Introduction
Key elements of the visualization process
5. Data
Environment - the R Language

Instruction

Without data there is nothing to visualize. Data is the most important part of any chart. In this course, you will not learn how to make beautiful but useless charts. We're not looking to nicely decorate reports; we want to create charts that effectively present data. We want this presentation to be done in a visually appealing way, but the main goal is to illustrate the data for analysis and decision-making purposes.

So, the first step in the data visualization process is a detailed examination of the data. This really is a crucial element. Many decisions we make will depend on the data we have: for example, data type will determine the type of the chart which we choose.

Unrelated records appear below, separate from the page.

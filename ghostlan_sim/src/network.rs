//! Synthetic network disturbances for the venue LAN.
//!
//! Each environment update may start packet-loss bursts, latency spikes and
//! bandwidth drops. While active they degrade the conditions actions are
//! resolved under; afterwards they stay in the history until retention
//! expires.

use ghostlan_core::{NetworkEvent, NetworkEventKind};
use ghostlan_env::{AgentId, NetworkConditions};
use rand::seq::SliceRandom;
use rand::Rng;
use rand_chacha::ChaCha8Rng;
use rand_distr::{Distribution, Uniform};
use serde::{Deserialize, Serialize};
use std::collections::VecDeque;

/// Disturbance generation parameters.
#[derive(Debug, Clone, Serialize, Deserialize)]
#[serde(default)]
pub struct NetworkEventConfig {
    /// Per-update chance of a latency spike
    pub latency_spike_chance: f64,

    /// Per-update chance of a bandwidth issue
    pub bandwidth_issue_chance: f64,

    /// Agents hit by one packet-loss burst, at most
    pub max_affected_agents: usize,

    /// How long events stay in the history (seconds)
    pub retention_secs: f64,
}

impl Default for NetworkEventConfig {
    fn default() -> Self {
        Self {
            latency_spike_chance: 0.1,
            bandwidth_issue_chance: 0.05,
            max_affected_agents: 3,
            retention_secs: 60.0,
        }
    }
}

/// Generates disturbances and tracks the ones still in effect.
pub struct NetworkSimulator {
    config: NetworkEventConfig,
    rng: ChaCha8Rng,
    history: VecDeque<NetworkEvent>,
}

impl NetworkSimulator {
    pub fn new(config: NetworkEventConfig, rng: ChaCha8Rng) -> Self {
        Self {
            config,
            rng,
            history: VecDeque::new(),
        }
    }

    /// Rolls for new disturbances at `now_secs` and returns only the new ones.
    ///
    /// The packet-loss burst chance equals the configured packet loss, so a
    /// lossier link also sees more bursts.
    pub fn update(
        &mut self,
        now_secs: f64,
        base: &NetworkConditions,
        roster: &[AgentId],
    ) -> Vec<NetworkEvent> {
        self.expire(now_secs);

        let mut fresh = Vec::new();

        if self.rng.gen::<f64>() < base.packet_loss {
            let count = self.config.max_affected_agents.min(roster.len());
            let mut affected_agents: Vec<AgentId> =
                roster.choose_multiple(&mut self.rng, count).copied().collect();
            affected_agents.sort();

            fresh.push(NetworkEvent {
                kind: NetworkEventKind::PacketLoss {
                    severity: Uniform::new_inclusive(0.1, 0.5).sample(&mut self.rng),
                    affected_agents,
                },
                started_at: now_secs,
                duration_secs: Uniform::new_inclusive(0.5, 2.0).sample(&mut self.rng),
            });
        }

        if self.rng.gen::<f64>() < self.config.latency_spike_chance {
            fresh.push(NetworkEvent {
                kind: NetworkEventKind::LatencySpike {
                    latency_increase_ms: Uniform::new_inclusive(10.0, 50.0).sample(&mut self.rng),
                },
                started_at: now_secs,
                duration_secs: Uniform::new_inclusive(0.5, 2.0).sample(&mut self.rng),
            });
        }

        if self.rng.gen::<f64>() < self.config.bandwidth_issue_chance {
            fresh.push(NetworkEvent {
                kind: NetworkEventKind::BandwidthIssue {
                    bandwidth_reduction: Uniform::new_inclusive(0.2, 0.8).sample(&mut self.rng),
                },
                started_at: now_secs,
                duration_secs: Uniform::new_inclusive(1.0, 5.0).sample(&mut self.rng),
            });
        }

        self.history.extend(fresh.iter().cloned());
        fresh
    }

    fn expire(&mut self, now_secs: f64) {
        let cutoff = now_secs - self.config.retention_secs;
        while self
            .history
            .front()
            .is_some_and(|event| event.started_at <= cutoff)
        {
            self.history.pop_front();
        }
    }

    /// Events within the retention window, oldest first.
    pub fn history(&self) -> impl Iterator<Item = &NetworkEvent> {
        self.history.iter()
    }

    pub fn active(&self, now_secs: f64) -> impl Iterator<Item = &NetworkEvent> {
        self.history.iter().filter(move |e| e.is_active(now_secs))
    }

    /// Venue-wide conditions with active spikes and bandwidth drops applied.
    pub fn effective_conditions(&self, base: &NetworkConditions, now_secs: f64) -> NetworkConditions {
        let mut effective = *base;
        for event in self.active(now_secs) {
            match &event.kind {
                NetworkEventKind::LatencySpike { latency_increase_ms } => {
                    effective.latency_ms += latency_increase_ms;
                }
                NetworkEventKind::BandwidthIssue { bandwidth_reduction } => {
                    effective.bandwidth_mbps *= 1.0 - bandwidth_reduction;
                }
                NetworkEventKind::PacketLoss { .. } => {}
            }
        }
        effective
    }

    /// Packet loss seen by one agent: base loss plus any burst hitting it.
    pub fn packet_loss_for(&self, agent: AgentId, base_loss: f64, now_secs: f64) -> f64 {
        let burst: f64 = self
            .active(now_secs)
            .filter_map(|event| match &event.kind {
                NetworkEventKind::PacketLoss {
                    severity,
                    affected_agents,
                } if affected_agents.contains(&agent) => Some(*severity),
                _ => None,
            })
            .sum();
        (base_loss + burst).clamp(0.0, 1.0)
    }
}
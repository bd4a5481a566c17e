//! JSON export of a finished match.
//!
//! Bundles the configuration, the full event log, the detection log and the
//! final state into one document for offline review.

use crate::orchestrator::{MatchConfig, MatchOrchestrator, MatchSnapshot};
use crate::SimError;
use ghostlan_core::{Detection, Event, MatchStats};
use ghostlan_env::{MatchContext, MatchId};
use serde::Serialize;
use std::fs::File;
use std::io::Write;
use std::path::Path;

/// Complete record of one match.
#[derive(Debug, Clone, Serialize)]
pub struct MatchExport {
    /// Scenario name, when the match ran as part of one
    #[serde(skip_serializing_if = "Option::is_none")]
    pub scenario: Option<String>,

    pub match_id: MatchId,
    pub seed: u64,
    pub config: MatchConfig,

    /// Present once the match has ended
    #[serde(skip_serializing_if = "Option::is_none")]
    pub stats: Option<MatchStats>,

    pub events: Vec<Event>,
    pub detections: Vec<Detection>,
    pub final_state: MatchSnapshot,
}

impl MatchExport {
    /// Captures the current logs and state of a match.
    pub fn capture<Ctx: MatchContext>(orchestrator: &MatchOrchestrator<Ctx>) -> Self {
        Self {
            scenario: None,
            match_id: orchestrator.match_id(),
            seed: orchestrator.config().seed,
            config: orchestrator.config().clone(),
            stats: orchestrator.final_stats().cloned(),
            events: orchestrator.events().to_vec(),
            detections: orchestrator.detections().to_vec(),
            final_state: orchestrator.current_state(),
        }
    }

    pub fn with_scenario(mut self, name: &str) -> Self {
        self.scenario = Some(name.to_string());
        self
    }

    pub fn to_json(&self) -> Result<String, SimError> {
        Ok(serde_json::to_string_pretty(self)?)
    }

    /// Writes to a JSON file.
    pub fn write_to_file(&self, path: impl AsRef<Path>) -> Result<(), SimError> {
        let json = self.to_json()?;
        let mut file = File::create(path)?;
        file.write_all(json.as_bytes())?;
        Ok(())
    }
}
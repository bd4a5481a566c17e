//! Core environment context trait for GhostLAN matches.

use async_trait::async_trait;
use rand_chacha::ChaCha8Rng;
use std::time::{Duration, SystemTime};

/// The central interface for time and entropy.
///
/// This trait abstracts the "real world" so that the match engine can run
/// paced by the wall clock or as fast as possible on a logical clock.
///
/// # Implementations
///
/// - **Production**: `TokioContext` - wraps `tokio::time`, seeded or OS entropy
/// - **Simulation**: `SimContext` - virtual clock, always seeded
///
/// # Compounding delays
///
/// Tick pacing and per-action latency both go through [`MatchContext::sleep`].
/// On the wall clock they consume real time; on the logical clock they only
/// advance it. Either way the two delays add up on the same timeline.
#[async_trait]
pub trait MatchContext: Send + Sync + 'static {
    /// Returns the current monotonic time since context creation.
    ///
    /// Used for event timestamps. In simulation, this is the virtual clock.
    fn now(&self) -> Duration;

    /// Returns the wall-clock time corresponding to `now()`.
    fn system_time(&self) -> SystemTime;

    /// Suspends execution for the given duration.
    ///
    /// In production: wraps `tokio::time::sleep`
    /// In simulation: advances the virtual clock
    async fn sleep(&self, duration: Duration);

    /// Derives an independent random stream.
    ///
    /// The implementation combines the global seed with `stream` so that
    /// every subsystem (venue, each agent, the anomaly model) draws from
    /// its own reproducible sequence.
    fn derive_rng(&self, stream: u64) -> ChaCha8Rng;

    /// Returns the context's seed (for logging/debugging).
    ///
    /// An unseeded production context returns 0.
    fn seed(&self) -> u64;
}

/// Mixes a master seed with a stream number.
pub fn mix_seed(seed: u64, stream: u64) -> u64 {
    seed.wrapping_mul(0x9e3779b97f4a7c15)
        .wrapping_add(stream.wrapping_mul(0x517cc1b727220a95))
}
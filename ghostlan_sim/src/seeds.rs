//! Named random streams for a match.
//!
//! Every consumer of randomness draws from its own stream derived from the
//! match seed. The streams are:
//! - Isolated: changing the roster size doesn't perturb the venue's rolls
//! - Stable: agent `n` gets the same stream whatever else is in the match

use ghostlan_env::{AgentId, MatchContext};
use rand_chacha::ChaCha8Rng;

/// Agent streams start here so they never collide with subsystem streams.
const AGENT_STREAM_BASE: u64 = 1 << 32;

/// A consumer of match randomness.
#[derive(Debug, Clone, Copy, PartialEq, Eq, Hash)]
pub enum SeedStream {
    /// Shot rolls, damage, network impact
    Venue,

    /// Disturbance generation
    NetworkEvents,

    /// Synthetic host telemetry
    Telemetry,

    /// Spawn offsets and cheater selection
    Roster,

    /// One agent's policy parameters and decisions
    Agent(AgentId),
}

impl SeedStream {
    pub fn id(&self) -> u64 {
        match self {
            SeedStream::Venue => 1,
            SeedStream::NetworkEvents => 2,
            SeedStream::Telemetry => 3,
            SeedStream::Roster => 4,
            SeedStream::Agent(id) => AGENT_STREAM_BASE + id.index() as u64,
        }
    }

    /// Derives this stream from the context's seed.
    pub fn rng<Ctx: MatchContext>(&self, ctx: &Ctx) -> ChaCha8Rng {
        ctx.derive_rng(self.id())
    }
}

/// Seeds for a multi-run sweep starting at `base`.
pub fn seed_sweep(base: u64, count: usize) -> impl Iterator<Item = u64> {
    (0..count as u64).map(move |i| base.wrapping_add(i))
}

#[cfg(test)]
mod tests {
    use super::*;
    use crate::context::SimContext;
    use rand::Rng;
    use std::collections::HashSet;

    fn draw(stream: SeedStream, seed: u64) -> u64 {
        stream.rng(&SimContext::new(seed)).gen()
    }

    #[test]
    fn test_streams_are_deterministic() {
        assert_eq!(draw(SeedStream::Venue, 42), draw(SeedStream::Venue, 42));
        assert_eq!(
            draw(SeedStream::Agent(AgentId(5)), 42),
            draw(SeedStream::Agent(AgentId(5)), 42)
        );
        assert_ne!(draw(SeedStream::Venue, 42), draw(SeedStream::Venue, 43));
    }

    #[test]
    fn test_streams_are_distinct() {
        let mut streams = vec![
            SeedStream::Venue,
            SeedStream::NetworkEvents,
            SeedStream::Telemetry,
            SeedStream::Roster,
        ];
        streams.extend((0..32).map(|i| SeedStream::Agent(AgentId(i))));

        let ids: HashSet<u64> = streams.iter().map(|s| s.id()).collect();
        assert_eq!(ids.len(), streams.len());

        let draws: HashSet<u64> = streams.iter().map(|s| draw(*s, 42)).collect();
        assert_eq!(draws.len(), streams.len());
    }

    #[test]
    fn test_seed_sweep() {
        let seeds: Vec<u64> = seed_sweep(u64::MAX - 1, 3).collect();
        assert_eq!(seeds, vec![u64::MAX - 1, u64::MAX, 0]);
    }
}
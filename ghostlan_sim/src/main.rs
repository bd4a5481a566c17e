//! GhostLAN SimWorld CLI
//!
//! Play synthetic LAN matches and check the anti-cheat engine against the
//! ground truth of who is really cheating.

use clap::Parser;
use ghostlan_sim::{
    seed_sweep, ClockMode, ConfigOverrides, MatchConfig, ScenarioId, ScenarioResult,
    ScenarioRunner, SimError,
};
use tracing::{error, info};
use tracing_subscriber::EnvFilter;

/// GhostLAN synthetic match harness
#[derive(Parser, Debug)]
#[command(name = "ghostlan-sim")]
#[command(about = "Run synthetic LAN matches against the GhostLAN anti-cheat engine", long_about = None)]
struct Args {
    /// Master seed for determinism (0 = random from time)
    #[arg(short, long, default_value = "42")]
    seed: u64,

    /// Scenario to run (clean_lobby, mixed_lobby, cheater_lobby, lag_spike, packet_storm, lan_final, quick, all)
    #[arg(short = 'S', long, default_value = "quick")]
    scenario: String,

    /// Number of consecutive seeds to run each scenario with
    #[arg(long, default_value = "1")]
    seeds: usize,

    /// Players per match (split evenly into two teams)
    #[arg(short, long)]
    players: Option<usize>,

    /// Match duration in seconds
    #[arg(short, long)]
    duration: Option<f64>,

    /// Ticks per second
    #[arg(long)]
    tick_rate: Option<f64>,

    /// Chance each player cheats
    #[arg(long)]
    cheat_probability: Option<f64>,

    /// Base packet loss (0.0 - 1.0)
    #[arg(long)]
    packet_loss: Option<f64>,

    /// Pace the match on the wall clock instead of the logical clock
    #[arg(long)]
    realtime: bool,

    /// Base match configuration (JSON); replaces the scenario preset
    #[arg(long)]
    config: Option<String>,

    /// Verbose output
    #[arg(short, long)]
    verbose: bool,

    /// JSON output for CI parsing
    #[arg(long)]
    json: bool,

    /// Export the full match record to a JSON file (single scenario and seed)
    #[arg(long)]
    export: Option<String>,
}

fn parse_scenarios(name: &str) -> Result<Vec<ScenarioId>, String> {
    match name {
        "all" => Ok(ScenarioId::all()),
        "quick" => Ok(ScenarioId::quick()),
        other => other.parse().map(|s| vec![s]),
    }
}

fn load_config(path: &str) -> Result<MatchConfig, SimError> {
    let raw = std::fs::read_to_string(path)?;
    Ok(serde_json::from_str(&raw)?)
}

fn overrides(args: &Args) -> Result<ConfigOverrides, SimError> {
    Ok(ConfigOverrides {
        base: args.config.as_deref().map(load_config).transpose()?,
        duration_secs: args.duration,
        tick_rate_hz: args.tick_rate,
        num_players: args.players,
        cheat_probability: args.cheat_probability,
        packet_loss: args.packet_loss,
        clock: args.realtime.then_some(ClockMode::RealTime),
    })
}

fn report(result: &ScenarioResult) {
    if result.passed {
        info!(
            "✓ {} (seed={}) PASSED - {} ticks, {} detections, {}/{} cheaters caught",
            result.scenario.name(),
            result.seed,
            result.total_ticks,
            result.metrics.detections,
            result.metrics.cheaters_detected,
            result.metrics.cheaters
        );
    } else {
        error!(
            "✗ {} (seed={}) FAILED: {}",
            result.scenario.name(),
            result.seed,
            result.failure_reason.as_deref().unwrap_or("unknown")
        );
    }
}

#[tokio::main]
async fn main() {
    let args = Args::parse();

    let default_level = if args.verbose { "debug" } else { "info" };
    let filter = EnvFilter::try_from_default_env().unwrap_or_else(|_| EnvFilter::new(default_level));
    tracing_subscriber::fmt()
        .with_env_filter(filter)
        .with_writer(std::io::stderr)
        .init();

    if !args.json {
        info!("GhostLAN SimWorld v{}", env!("CARGO_PKG_VERSION"));
        info!("━━━━━━━━━━━━━━━━━━━━━━━━━━━━━━━━━━━━━━━━━━━━━━━━━━━━━");
    }

    let scenarios = match parse_scenarios(&args.scenario) {
        Ok(scenarios) => scenarios,
        Err(e) => {
            eprintln!("Error: {}", e);
            eprintln!("Available scenarios: clean_lobby, mixed_lobby, cheater_lobby, lag_spike, packet_storm, lan_final, quick, all");
            std::process::exit(1);
        }
    };

    let overrides = match overrides(&args) {
        Ok(overrides) => overrides,
        Err(e) => {
            eprintln!("Error: cannot load configuration: {}", e);
            std::process::exit(1);
        }
    };

    let base_seed = if args.seed == 0 {
        std::time::SystemTime::now()
            .duration_since(std::time::UNIX_EPOCH)
            .map(|d| d.as_nanos() as u64)
            .unwrap_or(1)
    } else {
        args.seed
    };

    if let Some(export_path) = &args.export {
        if scenarios.len() > 1 || args.seeds > 1 {
            eprintln!("Error: --export needs a single scenario and a single seed");
            std::process::exit(1);
        }

        let runner = ScenarioRunner::new(base_seed).with_overrides(overrides);
        let run = match runner.run_recorded(scenarios[0]).await {
            Ok(run) => run,
            Err(e) => {
                error!("{} could not run: {}", scenarios[0], e);
                std::process::exit(1);
            }
        };

        match run.export.write_to_file(export_path) {
            Ok(()) => info!("Exported {} events to {}", run.export.events.len(), export_path),
            Err(e) => {
                error!("Failed to write export: {}", e);
                std::process::exit(1);
            }
        }

        report(&run.result);
        if !run.result.passed {
            std::process::exit(1);
        }
        return;
    }

    let mut all_results: Vec<ScenarioResult> = Vec::new();
    let mut failed_count = 0;

    for seed in seed_sweep(base_seed, args.seeds) {
        let runner = ScenarioRunner::new(seed).with_overrides(overrides.clone());

        for scenario in &scenarios {
            let result = match runner.run(*scenario).await {
                Ok(result) => result,
                Err(e) => {
                    error!("✗ {} (seed={}) could not run: {}", scenario.name(), seed, e);
                    std::process::exit(1);
                }
            };

            if !args.json {
                report(&result);
            }
            if !result.passed {
                failed_count += 1;
            }
            all_results.push(result);
        }
    }

    let total = all_results.len();
    let passed = total - failed_count;

    if args.json {
        let summary = serde_json::json!({
            "total": total,
            "passed": passed,
            "failed": failed_count,
            "results": all_results,
        });
        match serde_json::to_string_pretty(&summary) {
            Ok(json) => println!("{}", json),
            Err(e) => {
                eprintln!("Error: cannot encode results: {}", e);
                std::process::exit(1);
            }
        }
    } else {
        info!("");
        info!("━━━━━━━━━━━━━━━━━━━━━━━━━━━━━━━━━━━━━━━━━━━━━━━━━━━━━");

        if failed_count == 0 {
            info!("✅ All {} scenario runs passed!", total);
        } else {
            error!("❌ {}/{} scenario runs failed!", failed_count, total);
            for result in all_results.iter().filter(|r| !r.passed) {
                error!(
                    "  - {} seed={}: {}",
                    result.scenario.name(),
                    result.seed,
                    result.failure_reason.as_deref().unwrap_or("unknown")
                );
            }
        }
    }

    if failed_count > 0 {
        std::process::exit(1);
    }
}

In our course, we will always focus on data in the "Know your data" section. This will come first (aside from a brief introduction in some chapters). We will always use this section to examine the data and identify our variables. In fact, correctly identifying variables is essential to creating accurate visualizations.

Data - variables

What are variables? Variables are another name for the data going into our visualizations. Specifically, variables are described as "data items", or anything that can be measured, counted, or categorized. Some examples of variables include ages, countries, income levels, and fruits.

What are values? All variables are made up of values. These values are the individual data points in our dataset. For example:

  • Age values include 1 month old, 1 year old, and 100 years old.
  • Country values include Poland, Canada, India, and China.
  • Income level values include poor, middle class, wealthy, and very wealthy.
  • Fruit values include apples, cherries, peaches, and figs.